Cry Analysis And SIDS
May 20, 1996
Janice Roper asked about Cry Analysis and its ability to predict SIDS: Doctor Michael Corwin at Boston University has published a preliminary report on cries which were recorded in a systematic fashion on about 20,000 babies (I think it was in that range). The cries were recorded near birth, as I recall. Subsequently, a number of those babies died. When comparing spectral analyses of the cry sounds, some GROUP differences were found between SIDS and controls. Again, there was considerable overlap, so that this technique is not a test which might predict whether an individual baby will die from SIDS or not.
The reason why a cry was recorded is that the sound of the cry is determined by the size and shape of the airway, much like a pipe organ. Since the airway size and configuration is partly controlled by parts of the brain which control breathing (brainstem), it is possible that differences in the cry recording might correlate with other brainstem abnormalities or dysfunction.

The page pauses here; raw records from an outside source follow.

mod logs_component;
mod state;

pub use logs_component::LogsComponent;
pub use state::{LogEntry, LogsState};
//! Ordered name → score association backing dropdown rubrics.
//!
//! A [`ValueMap`] keeps entries in insertion order (via `IndexMap`) so the
//! rendered option list and the serialized hidden-field value are stable
//! across redraws. Scores are opaque tokens: they are stored and displayed
//! exactly as entered and never parsed as numbers.

use std::fmt;

use indexmap::IndexMap;
use serde::de::{self, Deserializer, Visitor};
use serde::{Deserialize, Serialize};
use thiserror::Error;

/// Separator between `name:score` pairs in the serialized form.
pub const PAIR_SEPARATOR: char = ',';
/// Separator between a name and its score in the serialized form.
pub const NAME_SCORE_SEPARATOR: char = ':';

/// Opaque score token attached to a value name.
///
/// Scores always deserialize as text. YAML plain scalars such as `2.50` keep
/// their source spelling; JSON scores must be strings because JSON numbers
/// lose theirs.
#[derive(Debug, Clone, Default, PartialEq, Eq, Hash, Serialize)]
#[serde(into = "String")]
pub struct Score(String);

impl<'de> Deserialize<'de> for Score {
    fn deserialize<D>(deserializer: D) -> Result<Self, D::Error>
    where
        D: Deserializer<'de>,
    {
        struct ScoreVisitor;

        impl Visitor<'_> for ScoreVisitor {
            type Value = Score;

            fn expecting(&self, formatter: &mut fmt::Formatter<'_>) -> fmt::Result {
                formatter.write_str("a score token written as a string")
            }

            fn visit_str<E: de::Error>(self, value: &str) -> Result<Score, E> {
                Ok(Score(value.to_string()))
            }

            fn visit_string<E: de::Error>(self, value: String) -> Result<Score, E> {
                Ok(Score(value))
            }
        }

        deserializer.deserialize_string(ScoreVisitor)
    }
}

impl Score {
    pub fn new(token: impl Into<String>) -> Self {
        Score(token.into())
    }

    pub fn as_str(&self) -> &str {
        &self.0
    }

    pub fn is_empty(&self) -> bool {
        self.0.is_empty()
    }
}

impl fmt::Display for Score {
    fn fmt(&self, f: &mut fmt::Formatter<'_>) -> fmt::Result {
        f.write_str(&self.0)
    }
}

impl From<Score> for String {
    fn from(score: Score) -> Self {
        score.0
    }
}

impl From<&str> for Score {
    fn from(token: &str) -> Self {
        Score(token.to_string())
    }
}

impl From<String> for Score {
    fn from(token: String) -> Self {
        Score(token)
    }
}

impl From<i64> for Score {
    fn from(value: i64) -> Self {
        Score(value.to_string())
    }
}

impl From<u32> for Score {
    fn from(value: u32) -> Self {
        Score(value.to_string())
    }
}

impl From<f64> for Score {
    fn from(value: f64) -> Self {
        Score(value.to_string())
    }
}

/// Error surfaced when a serialized value string cannot be read back.
#[derive(Debug, Clone, PartialEq, Eq, Error)]
pub enum ParseValueMapError {
    /// A comma-separated token had no `name:score` separator.
    #[error("value token '{token}' is missing the ':' separator")]
    MissingSeparator { token: String },
}

/// Insertion-ordered mapping from value name to score.
///
/// Equality is order-insensitive: two maps are equal when they hold the same
/// pairs.
#[derive(Debug, Clone, Default, PartialEq, Eq, Serialize, Deserialize)]
#[serde(transparent)]
pub struct ValueMap {
    entries: IndexMap<String, Score>,
}

impl ValueMap {
    pub fn new() -> Self {
        Self::default()
    }

    /// Inserts or overwrites the score for `name`.
    ///
    /// Overwriting keeps the entry at its original position. Returns the
    /// previous score when one existed.
    pub fn insert(&mut self, name: impl Into<String>, score: impl Into<Score>) -> Option<Score> {
        self.entries.insert(name.into(), score.into())
    }

    /// Removes the entry for `name`, preserving the order of the remaining
    /// entries. Absent names are ignored.
    pub fn remove(&mut self, name: &str) -> Option<Score> {
        self.entries.shift_remove(name)
    }

    pub fn clear(&mut self) {
        self.entries.clear();
    }

    pub fn get(&self, name: &str) -> Option<&Score> {
        self.entries.get(name)
    }

    pub fn contains(&self, name: &str) -> bool {
        self.entries.contains_key(name)
    }

    pub fn len(&self) -> usize {
        self.entries.len()
    }

    pub fn is_empty(&self) -> bool {
        self.entries.is_empty()
    }

    pub fn iter(&self) -> impl Iterator<Item = (&str, &Score)> {
        self.entries.iter().map(|(name, score)| (name.as_str(), score))
    }

    pub fn names(&self) -> impl Iterator<Item = &str> {
        self.entries.keys().map(String::as_str)
    }

    /// Flattens the map into `name:score` pairs joined by `,`, in insertion
    /// order.
    pub fn serialized_form(&self) -> String {
        self.iter()
            .map(|(name, score)| format!("{name}{NAME_SCORE_SEPARATOR}{score}"))
            .collect::<Vec<_>>()
            .join(&PAIR_SEPARATOR.to_string())
    }

    /// Reads a value produced by [`ValueMap::serialized_form`].
    ///
    /// Each token is split on its first `:` so scores may contain colons but
    /// names may not. An empty input yields an empty map.
    pub fn parse_serialized(input: &str) -> Result<Self, ParseValueMapError> {
        let mut map = ValueMap::new();
        if input.is_empty() {
            return Ok(map);
        }
        for token in input.split(PAIR_SEPARATOR) {
            let Some((name, score)) = token.split_once(NAME_SCORE_SEPARATOR) else {
                return Err(ParseValueMapError::MissingSeparator {
                    token: token.to_string(),
                });
            };
            map.insert(name, score);
        }
        Ok(map)
    }
}

impl<N, S> FromIterator<(N, S)> for ValueMap
where
    N: Into<String>,
    S: Into<Score>,
{
    fn from_iter<I: IntoIterator<Item = (N, S)>>(iter: I) -> Self {
        let mut map = ValueMap::new();
        map.extend(iter);
        map
    }
}

impl<N, S> Extend<(N, S)> for ValueMap
where
    N: Into<String>,
    S: Into<Score>,
{
    fn extend<I: IntoIterator<Item = (N, S)>>(&mut self, iter: I) {
        for (name, score) in iter {
            self.insert(name, score);
        }
    }
}

#[cfg(test)]
mod tests {
    use super::*;

    #[test]
    fn insert_overwrites_in_place() {
        let mut map = ValueMap::new();
        map.insert("good", "3");
        map.insert("poor", "1");
        map.insert("good", "4");

        assert_eq!(map.get("good").map(Score::as_str), Some("4"));
        assert_eq!(map.names().collect::<Vec<_>>(), vec!["good", "poor"]);
    }

    #[test]
    fn remove_keeps_remaining_order() {
        let mut map: ValueMap = [("a", "1"), ("b", "2"), ("c", "3")].into_iter().collect();
        map.remove("a");
        assert!(map.remove("a").is_none());
        assert_eq!(map.names().collect::<Vec<_>>(), vec!["b", "c"]);
    }

    #[test]
    fn equality_ignores_order() {
        let left: ValueMap = [("a", "1"), ("b", "2")].into_iter().collect();
        let right: ValueMap = [("b", "2"), ("a", "1")].into_iter().collect();
        assert_eq!(left, right);
    }

    #[test]
    fn serialized_form_follows_insertion_order() {
        let map: ValueMap = [("a", Score::from(1_i64)), ("b", Score::from(2_i64))].into_iter().collect();
        assert_eq!(map.serialized_form(), "a:1,b:2");
        assert_eq!(ValueMap::new().serialized_form(), "");
    }

    #[test]
    fn parse_serialized_splits_on_first_colon() {
        let map = ValueMap::parse_serialized("late:0,ratio:1:2").expect("parse");
        assert_eq!(map.get("late").map(Score::as_str), Some("0"));
        assert_eq!(map.get("ratio").map(Score::as_str), Some("1:2"));
    }

    #[test]
    fn parse_serialized_rejects_token_without_separator() {
        let error = ValueMap::parse_serialized("a:1,oops").unwrap_err();
        assert_eq!(error, ParseValueMapError::MissingSeparator { token: "oops".into() });
    }

    #[test]
    fn yaml_scores_keep_their_source_spelling() {
        let map: ValueMap =
            serde_yaml::from_str("full: 10.0\nhalf: 2.50\nbig: 18446744073709551615\nnone: zero\n").expect("yaml");
        assert_eq!(map.serialized_form(), "full:10.0,half:2.50,big:18446744073709551615,none:zero");
    }

    #[test]
    fn json_scores_must_be_strings() {
        let map: ValueMap = serde_json::from_str(r#"{"full": "10.0", "half": "2.50"}"#).expect("json");
        assert_eq!(map.get("half").map(Score::as_str), Some("2.50"));

        let error = serde_json::from_str::<ValueMap>(r#"{"full": 10.0}"#).unwrap_err();
        assert!(error.to_string().contains("a score token written as a string"));
    }
}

By the way, since there seems to be so much interest in the CHIME Study on this SIDS-Net, we are recording 2-3 cries on all babies enrolled in the CHIME Study to expand Doctor Corwin's data-base.

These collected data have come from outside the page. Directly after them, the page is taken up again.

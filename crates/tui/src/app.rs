//! Application state for the rubric editor's terminal front end.
//!
//! [`App`] owns the rubric page together with the terminal-only state that
//! renders it: table selection, the editor dialog's inputs, the logs pane,
//! the active theme and the focus ring.

use rat_focus::{Focus, FocusBuilder, FocusFlag, HasFocus};
use ratatui::layout::Rect;
use rubrics_engine::RubricPage;
use rubrics_types::{Effect, ElementId, Modal, Msg, Severity};
use rubrics_util::UserPreferences;
use tracing::{debug, warn};

use crate::ui::components::logs::LogsState;
use crate::ui::components::rubric_table::RubricTableState;
use crate::ui::components::value_set_editor::ValueSetEditorState;
use crate::ui::theme::{self, LoadedTheme, Theme, ThemeDefinition};

pub struct App {
    pub page: RubricPage,
    pub theme: Box<dyn Theme>,
    pub theme_definition: &'static ThemeDefinition,
    preferences: UserPreferences,

    pub table: RubricTableState,
    pub editor: ValueSetEditorState,
    pub logs: LogsState,

    pub open_modal: Option<Modal>,
    pub focus: Focus,
    container: FocusFlag,
    pub should_quit: bool,
}

impl App {
    pub fn new(page: RubricPage, loaded: LoadedTheme, preferences: UserPreferences) -> Self {
        let mut app = Self {
            page,
            theme: loaded.theme,
            theme_definition: loaded.definition,
            preferences,
            table: RubricTableState::default(),
            editor: ValueSetEditorState::default(),
            logs: LogsState::default(),
            open_modal: None,
            focus: Focus::default(),
            container: FocusFlag::new().with_name("app"),
            should_quit: false,
        };
        let row_count = app.page.manager().rubric_count();
        if row_count > 0 {
            app.table.select(0, row_count);
        }
        app.focus = FocusBuilder::build_for(&app);
        app.focus.focus(&app.table.f_table);
        app
    }

    /// Clicks a page element the way a pointer would: the element takes
    /// focus, then its binding runs.
    pub fn click(&mut self, id: &ElementId) -> Vec<Effect> {
        self.page.focus(id);
        let effects = self.page.click(id);
        self.after_page_change(id);
        effects
    }

    pub fn dispatch(&mut self, msg: Msg) -> Vec<Effect> {
        debug!(?msg, "dispatching to page");
        let effects = self.page.dispatch(msg);
        self.editor.sync_from(&self.page);
        effects
    }

    /// Routes messages that are not page interactions.
    pub fn update(&mut self, msg: &Msg) -> Vec<Effect> {
        match msg {
            Msg::Tick | Msg::Resize(..) => Vec::new(),
            other => self.dispatch(other.clone()),
        }
    }

    pub fn append_log(&mut self, severity: Severity, message: impl Into<String>) {
        self.logs.push(severity, message);
    }

    /// Switches to the next theme in the catalog and remembers the choice.
    pub fn cycle_theme(&mut self) {
        let next = theme::catalog::next_after(self.theme_definition.id);
        let loaded = LoadedTheme::from_definition(next);
        self.theme = loaded.theme;
        self.theme_definition = loaded.definition;
        if let Err(error) = self.preferences.set_preferred_theme(Some(next.id.to_string())) {
            warn!(%error, theme = next.id, "failed to persist theme preference");
        }
        self.append_log(Severity::Info, format!("Theme: {}", next.label));
    }

    pub fn rebuild_focus(&mut self) {
        let old = std::mem::take(&mut self.focus);
        self.focus = FocusBuilder::rebuild_for(&*self, Some(old));
    }

    /// Mirrors focus moves made by the page into the terminal focus ring.
    fn after_page_change(&mut self, clicked: &ElementId) {
        self.editor.sync_from(&self.page);
        let Some(focused) = self.page.document().focused().cloned() else {
            return;
        };
        if &focused == clicked {
            return;
        }
        let ids = self.page.editor().ids();
        if focused == ids.value_input() {
            self.focus.focus(&self.editor.f_value);
        } else if focused == ids.score_input() {
            self.focus.focus(&self.editor.f_score);
        }
    }
}

impl HasFocus for App {
    fn build(&self, builder: &mut FocusBuilder) {
        // The open dialog traps focus.
        if self.open_modal.is_some() {
            builder.widget(&self.editor);
            return;
        }
        builder.widget(&self.table);
        if self.logs.is_visible {
            builder.widget(&self.logs);
        }
    }

    fn focus(&self) -> FocusFlag {
        self.container.clone()
    }

    fn area(&self) -> Rect {
        Rect::default()
    }
}
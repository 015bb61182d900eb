use rat_focus::{FocusBuilder, FocusFlag, HasFocus};
use ratatui::layout::Rect;
use ratatui::widgets::ListState;
use rubrics_engine::{RubricPage, Surface};
use rubrics_types::{DialogIds, ElementId};

use crate::ui::components::common::TextInputState;

/// Terminal-side state of the value-set editor dialog.
///
/// The inputs mirror the dialog's text fields in the page; every keystroke is
/// written through, and [`ValueSetEditorState::sync_from`] pulls values back
/// after the engine resets them.
#[derive(Debug)]
pub struct ValueSetEditorState {
    container: FocusFlag,
    pub f_value: FocusFlag,
    pub f_score: FocusFlag,
    pub f_options: FocusFlag,
    pub f_add: FocusFlag,
    pub f_delete: FocusFlag,
    pub f_clear_all: FocusFlag,
    pub f_ok: FocusFlag,
    pub f_cancel: FocusFlag,

    pub value_input: TextInputState,
    pub score_input: TextInputState,
    pub options: ListState,

    pub value_area: Rect,
    pub score_area: Rect,
    pub button_areas: Vec<(Rect, ElementId)>,
}

impl Default for ValueSetEditorState {
    fn default() -> Self {
        Self {
            container: FocusFlag::new().with_name("value_set_editor"),
            f_value: FocusFlag::new().with_name("value_set_editor.value"),
            f_score: FocusFlag::new().with_name("value_set_editor.score"),
            f_options: FocusFlag::new().with_name("value_set_editor.options"),
            f_add: FocusFlag::new().with_name("value_set_editor.add"),
            f_delete: FocusFlag::new().with_name("value_set_editor.delete"),
            f_clear_all: FocusFlag::new().with_name("value_set_editor.clear_all"),
            f_ok: FocusFlag::new().with_name("value_set_editor.ok"),
            f_cancel: FocusFlag::new().with_name("value_set_editor.cancel"),
            value_input: TextInputState::new(),
            score_input: TextInputState::new(),
            options: ListState::default(),
            value_area: Rect::default(),
            score_area: Rect::default(),
            button_areas: Vec::new(),
        }
    }
}

impl ValueSetEditorState {
    /// Dialog buttons with their element ids, in display order.
    pub fn buttons<'a>(&'a self, ids: &DialogIds) -> [(&'a FocusFlag, ElementId, &'static str); 5] {
        [
            (&self.f_add, ids.add_button(), "Add"),
            (&self.f_delete, ids.delete_button(), "Delete"),
            (&self.f_clear_all, ids.clear_all_button(), "Clear all"),
            (&self.f_ok, ids.confirm_button(), "OK"),
            (&self.f_cancel, ids.cancel_button(), "Cancel"),
        ]
    }

    /// Element id of the focused button, if a button has focus.
    pub fn focused_button(&self, ids: &DialogIds) -> Option<ElementId> {
        self.buttons(ids)
            .into_iter()
            .find(|(flag, _, _)| flag.get())
            .map(|(_, id, _)| id)
    }

    /// Reloads both inputs and clamps the option cursor after the page changed.
    pub fn sync_from(&mut self, page: &RubricPage) {
        let ids = page.editor().ids();
        let document = page.document();
        self.value_input.sync(document.value(&ids.value_input()).unwrap_or_default());
        self.score_input.sync(document.value(&ids.score_input()).unwrap_or_default());

        let count = document.options(&ids.select()).len();
        match self.options.selected() {
            _ if count == 0 => self.options.select(None),
            Some(index) if index >= count => self.options.select(Some(count - 1)),
            None => self.options.select(Some(0)),
            Some(_) => {}
        }
    }

    pub fn select_next_option(&mut self, count: usize) {
        if count == 0 {
            return;
        }
        let next = self.options.selected().map_or(0, |index| (index + 1).min(count - 1));
        self.options.select(Some(next));
    }

    pub fn select_prev_option(&mut self) {
        let previous = self.options.selected().map_or(0, |index| index.saturating_sub(1));
        self.options.select(Some(previous));
    }

    /// Copies the highlighted scratch entry into the name and score inputs so
    /// it can be deleted or re-scored.
    pub fn load_selected_option(&mut self, page: &mut RubricPage) {
        let Some(index) = self.options.selected() else {
            return;
        };
        let scratch = page.editor().scratch().value_map();
        let Some((name, score)) = scratch.iter().nth(index).map(|(name, score)| (name.to_string(), score.to_string())) else {
            return;
        };
        let ids = page.editor().ids().clone();
        page.set_field(&ids.value_input(), &name);
        page.set_field(&ids.score_input(), &score);
        self.value_input.set_input(name);
        self.score_input.set_input(score);
    }

    pub fn reset(&mut self) {
        self.value_input.clear();
        self.score_input.clear();
        self.options.select(None);
    }
}

impl HasFocus for ValueSetEditorState {
    fn build(&self, builder: &mut FocusBuilder) {
        let tag = builder.start(self);
        builder.leaf_widget(&self.f_value);
        builder.leaf_widget(&self.f_score);
        builder.leaf_widget(&self.f_options);
        builder.leaf_widget(&self.f_add);
        builder.leaf_widget(&self.f_delete);
        builder.leaf_widget(&self.f_clear_all);
        builder.leaf_widget(&self.f_ok);
        builder.leaf_widget(&self.f_cancel);
        builder.end(tag);
    }

    fn focus(&self) -> FocusFlag {
        self.container.clone()
    }

    fn area(&self) -> Rect {
        Rect::default()
    }
}

#[cfg(test)]
mod tests {
    use rubrics_engine::PageConfig;
    use rubrics_types::{Msg, Ordinal, Presentation};

    use super::*;

    fn editing_page() -> RubricPage {
        let mut page = RubricPage::new(PageConfig::default()).expect("page");
        page.dispatch(Msg::AddRubric(Presentation::Dropdown));
        page.dispatch(Msg::EditRubric(Ordinal::FIRST));
        page
    }

    #[test]
    fn sync_picks_up_engine_resets() {
        let mut page = editing_page();
        let ids = page.editor().ids().clone();
        let mut state = ValueSetEditorState::default();
        page.set_field(&ids.value_input(), "good");
        page.set_field(&ids.score_input(), "3");
        state.sync_from(&page);
        assert_eq!(state.value_input.input(), "good");

        page.dispatch(Msg::EditorClearAll);
        state.sync_from(&page);
        assert!(state.value_input.is_empty());
        assert!(state.score_input.is_empty());
    }

    #[test]
    fn selected_option_fills_inputs() {
        let mut page = editing_page();
        let ids = page.editor().ids().clone();
        for (name, score) in [("low", "1"), ("high", "5")] {
            page.set_field(&ids.value_input(), name);
            page.set_field(&ids.score_input(), score);
            page.dispatch(Msg::EditorAdd);
        }
        let mut state = ValueSetEditorState::default();
        state.sync_from(&page);
        state.select_next_option(2);

        state.load_selected_option(&mut page);

        assert_eq!(state.value_input.input(), "high");
        assert_eq!(page.document().value(&ids.score_input()), Some("5"));
    }

    #[test]
    fn focused_button_maps_to_element() {
        let state = ValueSetEditorState::default();
        let ids = DialogIds::new("dialog");
        assert_eq!(state.focused_button(&ids), None);
    }
}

I hope this helps. Thank you.
Thomas G. Keens, M.D.
January 20, 2003
Has there been a study of physical conditions of babies who have died from SIDS in regards to being really good babies & not crying very much. My granddaughter hardly ever cries and we know she can hear & make noises but we just say that she is such a good baby because she doesn't cry very much. Even at birth. Just a small cry and she seems to be satisfied all the time. She was born 12/12/02. Basically, is she not exercising her lungs enough to strengthen them. Also, she has heavy breathing.

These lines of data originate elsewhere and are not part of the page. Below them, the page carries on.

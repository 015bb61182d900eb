mod rubric_table_component;
mod state;

pub use rubric_table_component::RubricTableComponent;
pub use state::{RowColumn, RubricTableState};
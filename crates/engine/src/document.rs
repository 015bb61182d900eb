//! In-memory page model.
//!
//! The [`Document`] stores every element of the rubric page in insertion
//! order, keyed by [`ElementId`]. It knows which container (table row or
//! dialog) each element belongs to, which element holds input focus, and
//! which message a click on a bound button resolves to. Hosts render it and
//! feed clicks and keystrokes back through [`crate::RubricPage`].

use std::collections::HashMap;

use indexmap::IndexMap;
use rubrics_types::{ElementId, FormSnapshot, Msg, Ordinal, Presentation};
use thiserror::Error;
use tracing::debug;

use crate::surface::{SelectOption, Surface};
use crate::templates::Markup;

/// A single element of the page.
#[derive(Debug, Clone, PartialEq, Eq)]
pub enum Element {
    /// Container of rubric rows, in append order.
    Table { rows: Vec<ElementId> },
    /// One rubric row; `children` lists the row's own elements.
    Row {
        ordinal: Ordinal,
        presentation: Presentation,
        header: String,
        children: Vec<ElementId>,
    },
    Select {
        options: Vec<SelectOption>,
        selected: Option<String>,
    },
    Hidden { value: String },
    TextInput { label: String, value: String },
    Button { label: String },
    Dialog { title: String, open: bool },
}

impl Element {
    pub fn select() -> Self {
        Element::Select {
            options: Vec::new(),
            selected: None,
        }
    }

    pub fn hidden(value: impl Into<String>) -> Self {
        Element::Hidden { value: value.into() }
    }

    pub fn text_input(label: impl Into<String>) -> Self {
        Element::TextInput {
            label: label.into(),
            value: String::new(),
        }
    }

    pub fn button(label: impl Into<String>) -> Self {
        Element::Button { label: label.into() }
    }
}

/// Error surfaced when markup cannot be placed into the document.
#[derive(Debug, Clone, PartialEq, Eq, Error)]
pub enum DocumentError {
    #[error("element id '{0}' is already in use")]
    DuplicateId(ElementId),
    #[error("no element with id '{0}'")]
    UnknownElement(ElementId),
    #[error("element '{0}' is not a table")]
    NotATable(ElementId),
    #[error("row markup must start with a row element")]
    MissingRowRoot,
}

#[derive(Debug, Default)]
pub struct Document {
    elements: IndexMap<ElementId, Element>,
    parents: HashMap<ElementId, ElementId>,
    bindings: HashMap<ElementId, Msg>,
    focused: Option<ElementId>,
}

impl Document {
    pub fn new() -> Self {
        Self::default()
    }

    /// Inserts a top-level element.
    pub fn insert(&mut self, id: ElementId, element: Element) -> Result<(), DocumentError> {
        if self.elements.contains_key(&id) {
            return Err(DocumentError::DuplicateId(id));
        }
        self.elements.insert(id, element);
        Ok(())
    }

    /// Inserts an element owned by the container `parent`.
    pub fn insert_child(&mut self, parent: &ElementId, id: ElementId, element: Element) -> Result<(), DocumentError> {
        if !self.elements.contains_key(parent) {
            return Err(DocumentError::UnknownElement(parent.clone()));
        }
        self.insert(id.clone(), element)?;
        self.parents.insert(id, parent.clone());
        Ok(())
    }

    /// Appends rendered row markup to `table`.
    ///
    /// The first node of `markup` must be the row itself; every following
    /// node becomes one of its children. Nothing is inserted when any id
    /// collides with an existing element.
    pub fn append_markup(&mut self, table: &ElementId, markup: Markup) -> Result<ElementId, DocumentError> {
        match self.elements.get(table) {
            Some(Element::Table { .. }) => {}
            Some(_) => return Err(DocumentError::NotATable(table.clone())),
            None => return Err(DocumentError::UnknownElement(table.clone())),
        }

        let mut nodes = markup.into_nodes().into_iter();
        let Some((row_id, mut row)) = nodes.next() else {
            return Err(DocumentError::MissingRowRoot);
        };
        let Element::Row { children, .. } = &mut row else {
            return Err(DocumentError::MissingRowRoot);
        };
        let child_nodes: Vec<(ElementId, Element)> = nodes.collect();

        let mut seen = std::collections::HashSet::new();
        for id in std::iter::once(&row_id).chain(child_nodes.iter().map(|(id, _)| id)) {
            if self.elements.contains_key(id) || !seen.insert(id) {
                return Err(DocumentError::DuplicateId(id.clone()));
            }
        }

        *children = child_nodes.iter().map(|(id, _)| id.clone()).collect();
        self.elements.insert(row_id.clone(), row);
        self.parents.insert(row_id.clone(), table.clone());
        for (id, element) in child_nodes {
            self.parents.insert(id.clone(), row_id.clone());
            self.elements.insert(id, element);
        }
        if let Some(Element::Table { rows }) = self.elements.get_mut(table) {
            rows.push(row_id.clone());
        }
        Ok(row_id)
    }

    /// Binds a click on `id` to `msg`. Bound clicks never fall through to a
    /// default action.
    pub fn bind_click(&mut self, id: &ElementId, msg: Msg) -> Result<(), DocumentError> {
        if !self.elements.contains_key(id) {
            return Err(DocumentError::UnknownElement(id.clone()));
        }
        debug!(element = %id, ?msg, "bound click handler");
        self.bindings.insert(id.clone(), msg);
        Ok(())
    }

    /// Resolves a click on `id` to its bound message, if any.
    pub fn click(&self, id: &ElementId) -> Option<Msg> {
        self.bindings.get(id).cloned()
    }

    pub fn binding(&self, id: &ElementId) -> Option<&Msg> {
        self.bindings.get(id)
    }

    pub fn get(&self, id: &ElementId) -> Option<&Element> {
        self.elements.get(id)
    }

    pub fn contains(&self, id: &ElementId) -> bool {
        self.elements.contains_key(id)
    }

    pub fn parent(&self, id: &ElementId) -> Option<&ElementId> {
        self.parents.get(id)
    }

    pub fn focused(&self) -> Option<&ElementId> {
        self.focused.as_ref()
    }

    /// Rows of `table`, in append order. Empty when `table` is not a table.
    pub fn table_rows(&self, table: &ElementId) -> &[ElementId] {
        match self.elements.get(table) {
            Some(Element::Table { rows }) => rows,
            _ => &[],
        }
    }

    /// Children of a row, in template order.
    pub fn row_children(&self, row: &ElementId) -> &[ElementId] {
        match self.elements.get(row) {
            Some(Element::Row { children, .. }) => children,
            _ => &[],
        }
    }

    /// Rendered options of a select element. Empty when `id` is not a select.
    pub fn options(&self, id: &ElementId) -> &[SelectOption] {
        match self.elements.get(id) {
            Some(Element::Select { options, .. }) => options,
            _ => &[],
        }
    }

    pub fn is_dialog_open(&self, id: &ElementId) -> bool {
        matches!(self.elements.get(id), Some(Element::Dialog { open: true, .. }))
    }

    /// Collects every hidden field and text input inside the rows of `table`.
    pub fn form_snapshot(&self, table: &ElementId) -> FormSnapshot {
        let mut snapshot = FormSnapshot::default();
        for row in self.table_rows(table) {
            for child in self.row_children(row) {
                match self.elements.get(child) {
                    Some(Element::Hidden { value }) | Some(Element::TextInput { value, .. }) => {
                        snapshot.insert(child.clone(), value.clone());
                    }
                    _ => {}
                }
            }
        }
        snapshot
    }
}

impl Surface for Document {
    fn replace_options(&mut self, id: &ElementId, new_options: Vec<SelectOption>) {
        match self.elements.get_mut(id) {
            Some(Element::Select { options, selected }) => {
                if selected
                    .as_ref()
                    .is_some_and(|value| !new_options.iter().any(|option| &option.value == value))
                {
                    *selected = None;
                }
                *options = new_options;
            }
            _ => debug!(element = %id, "ignoring option update for non-select element"),
        }
    }

    fn select_option(&mut self, id: &ElementId, value: &str) {
        match self.elements.get_mut(id) {
            Some(Element::Select { options, selected }) => {
                if options.iter().any(|option| option.value == value) {
                    *selected = Some(value.to_string());
                }
            }
            _ => debug!(element = %id, "ignoring selection for non-select element"),
        }
    }

    fn set_value(&mut self, id: &ElementId, new_value: &str) {
        match self.elements.get_mut(id) {
            Some(Element::Hidden { value }) | Some(Element::TextInput { value, .. }) => {
                *value = new_value.to_string();
            }
            _ => debug!(element = %id, "ignoring value for element without a value"),
        }
    }

    fn value(&self, id: &ElementId) -> Option<&str> {
        match self.elements.get(id)? {
            Element::Hidden { value } | Element::TextInput { value, .. } => Some(value),
            Element::Select { selected, .. } => selected.as_deref(),
            _ => None,
        }
    }

    fn focus(&mut self, id: &ElementId) {
        if self.elements.contains_key(id) {
            self.focused = Some(id.clone());
        }
    }

    fn open_dialog(&mut self, id: &ElementId) {
        if let Some(Element::Dialog { open, .. }) = self.elements.get_mut(id) {
            *open = true;
        }
    }

    fn close_dialog(&mut self, id: &ElementId) {
        if let Some(Element::Dialog { open, .. }) = self.elements.get_mut(id) {
            *open = false;
        }
        if self.focused.as_ref().is_some_and(|focused| self.parents.get(focused) == Some(id)) {
            self.focused = None;
        }
    }
}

There have been studies which show that 1) colicky babies have a higher risk of dying from SIDS; and 2) quiet babies have an increased risk for SIDS. Therefore, this variable probably has no effect on the SIDS risk.
Thomas G. Keens, M.D.
January 21, 2003
There are studies done several years ago showing that babies who later died of SIDS did have different infant temperaments compared to other infants. The SIDS infants were quieter or calmer, and were described as better sleepers. These data are of interest related to the greater difficulty to arouse from sleep reported in later SIDS infants. HOWEVER, these temperament and infant behavior responses have a very wide range of normal in infants overall and it is therefore not possible to use any of these observations to tell in advance which infants will die of SIDS. In other words, many infants who are very normal will also fit this same description.
I hope this is helpful.
January 23, 2003
There is one older study that suggests that such babies are at increased risk. Nothing new in the past 10 years or so. Suggest parents follow " safe sleep" guidelines. Have baby checked for chest/lung disorders if breathing remains a concern. If safe sleep methods are used I don't feel that there is much to worry about.